---- Records for this exercise

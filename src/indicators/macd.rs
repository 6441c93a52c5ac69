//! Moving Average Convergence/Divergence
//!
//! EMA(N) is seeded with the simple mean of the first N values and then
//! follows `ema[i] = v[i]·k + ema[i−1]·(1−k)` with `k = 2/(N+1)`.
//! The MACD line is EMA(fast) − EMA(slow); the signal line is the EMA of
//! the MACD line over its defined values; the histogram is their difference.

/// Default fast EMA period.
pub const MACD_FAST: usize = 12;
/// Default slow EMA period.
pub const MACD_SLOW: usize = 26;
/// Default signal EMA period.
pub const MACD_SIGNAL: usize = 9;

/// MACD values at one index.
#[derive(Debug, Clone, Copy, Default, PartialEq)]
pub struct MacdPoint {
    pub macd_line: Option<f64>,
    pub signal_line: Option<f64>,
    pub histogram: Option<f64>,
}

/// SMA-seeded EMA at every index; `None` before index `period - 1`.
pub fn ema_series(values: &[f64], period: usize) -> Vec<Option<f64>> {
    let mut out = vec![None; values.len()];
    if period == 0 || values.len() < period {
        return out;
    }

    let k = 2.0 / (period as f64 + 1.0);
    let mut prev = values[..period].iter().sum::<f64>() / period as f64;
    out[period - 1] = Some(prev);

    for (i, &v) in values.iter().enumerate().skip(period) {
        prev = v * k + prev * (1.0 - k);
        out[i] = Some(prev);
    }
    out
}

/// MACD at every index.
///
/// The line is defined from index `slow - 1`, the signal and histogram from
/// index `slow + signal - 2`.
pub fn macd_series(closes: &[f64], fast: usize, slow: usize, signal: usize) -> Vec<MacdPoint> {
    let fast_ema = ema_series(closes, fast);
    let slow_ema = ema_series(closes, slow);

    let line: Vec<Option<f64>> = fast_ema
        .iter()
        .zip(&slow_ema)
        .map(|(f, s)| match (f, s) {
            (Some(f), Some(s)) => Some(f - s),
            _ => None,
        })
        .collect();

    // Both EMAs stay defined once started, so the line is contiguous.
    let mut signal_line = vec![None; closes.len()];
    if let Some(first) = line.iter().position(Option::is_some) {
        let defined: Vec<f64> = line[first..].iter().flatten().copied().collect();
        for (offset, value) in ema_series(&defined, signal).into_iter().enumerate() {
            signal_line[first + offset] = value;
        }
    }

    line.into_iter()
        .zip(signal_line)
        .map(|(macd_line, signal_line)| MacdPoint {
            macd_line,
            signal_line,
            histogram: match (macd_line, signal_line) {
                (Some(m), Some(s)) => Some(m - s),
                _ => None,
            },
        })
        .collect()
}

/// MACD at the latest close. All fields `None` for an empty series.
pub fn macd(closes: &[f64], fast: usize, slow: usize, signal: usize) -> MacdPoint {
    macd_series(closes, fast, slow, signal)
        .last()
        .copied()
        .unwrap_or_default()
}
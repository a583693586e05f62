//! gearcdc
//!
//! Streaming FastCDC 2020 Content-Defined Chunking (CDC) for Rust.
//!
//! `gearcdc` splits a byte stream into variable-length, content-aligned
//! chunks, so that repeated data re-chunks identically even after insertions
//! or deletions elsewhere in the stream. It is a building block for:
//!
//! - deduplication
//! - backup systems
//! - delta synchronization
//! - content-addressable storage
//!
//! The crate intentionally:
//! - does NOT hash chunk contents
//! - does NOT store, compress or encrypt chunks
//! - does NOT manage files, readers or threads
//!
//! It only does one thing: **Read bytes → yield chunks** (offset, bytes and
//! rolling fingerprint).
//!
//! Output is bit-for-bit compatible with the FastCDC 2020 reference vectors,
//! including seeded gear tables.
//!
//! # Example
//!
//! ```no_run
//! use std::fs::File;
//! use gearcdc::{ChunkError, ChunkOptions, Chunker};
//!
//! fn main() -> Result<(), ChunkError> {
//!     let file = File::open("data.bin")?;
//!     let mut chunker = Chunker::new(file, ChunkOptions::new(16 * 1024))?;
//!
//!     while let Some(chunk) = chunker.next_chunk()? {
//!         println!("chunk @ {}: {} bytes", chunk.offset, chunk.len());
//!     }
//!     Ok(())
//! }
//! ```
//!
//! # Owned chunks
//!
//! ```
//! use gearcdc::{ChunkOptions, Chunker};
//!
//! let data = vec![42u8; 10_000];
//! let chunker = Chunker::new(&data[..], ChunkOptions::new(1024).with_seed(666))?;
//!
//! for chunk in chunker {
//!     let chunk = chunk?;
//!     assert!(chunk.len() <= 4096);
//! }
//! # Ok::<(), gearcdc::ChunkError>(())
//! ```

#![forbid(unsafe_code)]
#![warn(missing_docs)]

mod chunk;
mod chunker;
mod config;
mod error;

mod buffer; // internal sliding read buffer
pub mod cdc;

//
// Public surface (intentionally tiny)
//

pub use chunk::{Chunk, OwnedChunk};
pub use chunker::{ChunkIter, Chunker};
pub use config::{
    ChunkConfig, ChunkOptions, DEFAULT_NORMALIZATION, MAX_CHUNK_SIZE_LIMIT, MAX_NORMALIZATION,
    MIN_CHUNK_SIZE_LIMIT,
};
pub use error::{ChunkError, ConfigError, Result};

--------

▶ **Problem statement**
Set down, exactly as they appear, the lines above from the first one to the line that holds "#[derive(Debug, Clone, Copy, Default, PartialEq)]", both included, please, and no others.

▶ **Answer box**
filename src/indicators/macd.rs
repository 6441c93a52c5ac69
//! Moving Average Convergence/Divergence
//!
//! EMA(N) is seeded with the simple mean of the first N values and then
//! follows `ema[i] = v[i]·k + ema[i−1]·(1−k)` with `k = 2/(N+1)`.
//! The MACD line is EMA(fast) − EMA(slow); the signal line is the EMA of
//! the MACD line over its defined values; the histogram is their difference.

/// Default fast EMA period.
pub const MACD_FAST: usize = 12;
/// Default slow EMA period.
pub const MACD_SLOW: usize = 26;
/// Default signal EMA period.
pub const MACD_SIGNAL: usize = 9;

/// MACD values at one index.
#[derive(Debug, Clone, Copy, Default, PartialEq)]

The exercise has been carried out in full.